## Input records
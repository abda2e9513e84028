use super::money::{InterestRate, Money};
use crate::error::{PlannerError, Result};
use rust_decimal::Decimal;
use serde::{Deserialize, Serialize};

/// Credit-card style minimum due for a billing cycle.
///
/// The due amount is a percentage of the statement balance, optionally plus
/// the month's interest, never below `floor` and never above what is owed.
#[derive(Debug, Clone, Copy, PartialEq, Serialize, Deserialize)]
pub struct MinimumDueRule {
    pub percent_of_balance: Decimal,
    #[serde(default)]
    pub floor: Money,
    #[serde(default)]
    pub include_interest: bool,
}

impl MinimumDueRule {
    pub fn new(percent_of_balance: Decimal, floor: Money) -> Self {
        Self {
            percent_of_balance,
            floor,
            include_interest: false,
        }
    }

    pub fn with_interest(mut self) -> Self {
        self.include_interest = true;
        self
    }

    pub fn validate(&self) -> Result<()> {
        if self.percent_of_balance <= Decimal::ZERO || self.percent_of_balance > Decimal::ONE_HUNDRED
        {
            return Err(PlannerError::invalid_argument(
                "minimum due percentage must be within (0, 100]",
            ));
        }
        if self.floor.is_negative() {
            return Err(PlannerError::invalid_argument(
                "minimum due floor must not be negative",
            ));
        }
        if self.floor.exceeds_max() {
            return Err(PlannerError::invalid_argument(format!(
                "minimum due floor must not exceed {}",
                Money::MAX
            )));
        }
        Ok(())
    }

    pub fn minimum_due(&self, balance: Money, rate: InterestRate, scale: u32) -> Money {
        if balance.is_zero() {
            return Money::ZERO;
        }
        let interest = if self.include_interest {
            rate.monthly_interest(balance, scale)
        } else {
            Money::ZERO
        };
        let owed = balance + interest;
        let percent = Money(balance.value() * self.percent_of_balance / Decimal::ONE_HUNDRED);
        let due = (percent + interest).round(scale).max(self.floor);
        due.min(owed)
    }
}
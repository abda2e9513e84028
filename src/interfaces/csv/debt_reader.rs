use crate::domain::debt::Debt;
use crate::error::Result;
use std::fs::File;
use std::io::Read;
use std::path::Path;

/// Streams [`Debt`] rows out of a CSV document.
///
/// Columns are matched by header name, snake_case or the front end's
/// camelCase. Cells are trimmed and optional trailing columns may be left off.
/// Rows are only parsed here; the engine checks their values.
pub struct DebtReader<R> {
    inner: csv::Reader<R>,
}

impl DebtReader<File> {
    pub fn from_path(path: impl AsRef<Path>) -> Result<Self> {
        Ok(Self::new(File::open(path)?))
    }
}

impl<R: Read> DebtReader<R> {
    pub fn new(source: R) -> Self {
        let inner = csv::ReaderBuilder::new()
            .trim(csv::Trim::All)
            .flexible(true)
            .from_reader(source);
        Self { inner }
    }

    /// One item per data row, in file order. A row that fails to parse turns
    /// into an `Err` and reading carries on with the next one.
    pub fn debts(self) -> impl Iterator<Item = Result<Debt>> {
        self.inner
            .into_deserialize::<Debt>()
            .map(|row| -> Result<Debt> { Ok(row?) })
    }
}

#[cfg(test)]
mod tests {
    use super::*;
    use crate::domain::money::Money;
    use crate::error::PlannerError;
    use std::io::Write;
    use chrono::NaiveDate;
    use rust_decimal_macros::dec;

    #[test]
    fn test_reader_valid_stream() {
        let data = "id, name, remaining_amount, interest_rate, minimum_payment, total_amount, due_date\n\
                    card, Visa, 1200, 12, 103, 2000, 2026-11-01\n\
                    loan, , 1000.50, 6.5, 40, , ";
        let reader = DebtReader::new(data.as_bytes());
        let results: Vec<Result<Debt>> = reader.debts().collect();

        assert_eq!(results.len(), 2);
        let card = results[0].as_ref().unwrap();
        assert_eq!(card.id, "card");
        assert_eq!(card.name.as_deref(), Some("Visa"));
        assert_eq!(card.minimum_payment, Some(Money::new(dec!(103))));
        assert_eq!(card.total_amount, Some(Money::new(dec!(2000))));
        assert_eq!(card.due_date, NaiveDate::from_ymd_opt(2026, 11, 1));

        let loan = results[1].as_ref().unwrap();
        assert_eq!(loan.name, None);
        assert_eq!(loan.remaining_amount, Money::new(dec!(1000.50)));
        assert_eq!(loan.total_amount, None);
        assert_eq!(loan.due_date, None);
    }

    #[test]
    fn test_reader_accepts_camel_case_headers() {
        let data = "id,remainingAmount,interestRate,monthlyPayment\nloan,1000,24,50";
        let reader = DebtReader::new(data.as_bytes());
        let debt = reader.debts().next().unwrap().unwrap();
        assert_eq!(debt.minimum_payment, Some(Money::new(dec!(50))));
    }

    #[test]
    fn test_reader_missing_minimum_is_none() {
        let data = "id,remaining_amount,interest_rate,minimum_payment\ncard,500,20,";
        let reader = DebtReader::new(data.as_bytes());
        let debt = reader.debts().next().unwrap().unwrap();
        assert_eq!(debt.minimum_payment, None);
    }

    #[test]
    fn test_reader_keeps_going_after_bad_row() {
        let data = "id,remaining_amount,interest_rate,minimum_payment\n\
                    card,lots,20,10\n\
                    loan,900,8,45";
        let reader = DebtReader::new(data.as_bytes());
        let results: Vec<Result<Debt>> = reader.debts().collect();

        assert_eq!(results.len(), 2);
        assert!(matches!(results[0], Err(PlannerError::CsvError(_))));
        assert_eq!(results[1].as_ref().unwrap().id, "loan");
    }

    #[test]
    fn test_from_path() {
        let mut file = tempfile::NamedTempFile::new().unwrap();
        writeln!(file, "id,remaining_amount,interest_rate,minimum_payment").unwrap();
        writeln!(file, "car,5000,6,150").unwrap();
        file.flush().unwrap();

        let debts: Vec<Debt> = DebtReader::from_path(file.path())
            .unwrap()
            .debts()
            .collect::<Result<_>>()
            .unwrap();
        assert_eq!(debts.len(), 1);
        assert_eq!(debts[0].remaining_amount, Money::new(dec!(5000)));

        assert!(matches!(
            DebtReader::from_path("no/such/debts.csv"),
            Err(PlannerError::IoError(_))
        ));
    }
}
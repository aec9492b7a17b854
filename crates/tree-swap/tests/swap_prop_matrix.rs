use proptest::prelude::*;
use proptest::sample::Index;

use tree_swap::types::Node;
use tree_swap::{check_links, swap};

#[derive(Clone, Debug, PartialEq)]
struct TestNode {
    p: Option<u32>,
    l: Option<u32>,
    r: Option<u32>,
    k: i32,
}

impl Node for TestNode {
    fn p(&self) -> Option<u32> {
        self.p
    }

    fn l(&self) -> Option<u32> {
        self.l
    }

    fn r(&self) -> Option<u32> {
        self.r
    }

    fn set_p(&mut self, v: Option<u32>) {
        self.p = v;
    }

    fn set_l(&mut self, v: Option<u32>) {
        self.l = v;
    }

    fn set_r(&mut self, v: Option<u32>) {
        self.r = v;
    }
}

/// Unbalanced BST built by plain insertion; equal keys go right.
fn build_tree(keys: &[i32]) -> Vec<TestNode> {
    let mut arena: Vec<TestNode> = Vec::with_capacity(keys.len());
    for &k in keys {
        let node = arena.len() as u32;
        arena.push(TestNode {
            p: None,
            l: None,
            r: None,
            k,
        });
        if node == 0 {
            continue;
        }
        let mut curr = 0u32;
        loop {
            let go_left = k < arena[curr as usize].k;
            let next = if go_left {
                arena[curr as usize].l
            } else {
                arena[curr as usize].r
            };
            match next {
                Some(n) => curr = n,
                None => {
                    if go_left {
                        arena[curr as usize].l = Some(node);
                    } else {
                        arena[curr as usize].r = Some(node);
                    }
                    arena[node as usize].p = Some(curr);
                    break;
                }
            }
        }
    }
    arena
}

fn inorder(arena: &[TestNode], root: u32) -> Vec<u32> {
    let mut out = Vec::new();
    let mut stack = Vec::new();
    let mut curr = Some(root);
    while curr.is_some() || !stack.is_empty() {
        while let Some(n) = curr {
            stack.push(n);
            curr = arena[n as usize].l;
        }
        if let Some(n) = stack.pop() {
            out.push(n);
            curr = arena[n as usize].r;
        }
    }
    out
}

proptest! {
    #[test]
    fn swap_transposes_inorder_position(
        keys in prop::collection::vec(-1000i32..1000, 1..64),
        a in any::<Index>(),
        b in any::<Index>(),
    ) {
        let original = build_tree(&keys);
        let x = a.index(keys.len()) as u32;
        let y = b.index(keys.len()) as u32;

        let expected: Vec<u32> = inorder(&original, 0)
            .into_iter()
            .map(|n| if n == x { y } else if n == y { x } else { n })
            .collect();

        let mut arena = original.clone();
        let root = swap(&mut arena, 0, x, y);
        prop_assert_eq!(check_links(&arena, Some(root)), Ok(keys.len()));
        prop_assert_eq!(inorder(&arena, root), expected);

        let root = swap(&mut arena, root, x, y);
        prop_assert_eq!(root, 0);
        prop_assert_eq!(arena, original);
    }

    #[test]
    fn swap_moves_links_not_payload(
        keys in prop::collection::vec(any::<i32>(), 2..32),
        a in any::<Index>(),
        b in any::<Index>(),
    ) {
        let mut arena = build_tree(&keys);
        let x = a.index(keys.len()) as u32;
        let y = b.index(keys.len()) as u32;
        swap(&mut arena, 0, x, y);
        let payload: Vec<i32> = arena.iter().map(|n| n.k).collect();
        prop_assert_eq!(payload, keys);
    }
}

## What is being asked
From the data above, show each line that contains "matches".

## Completed task
        assert!(matches!(results[0], Err(PlannerError::CsvError(_))));
        assert!(matches!(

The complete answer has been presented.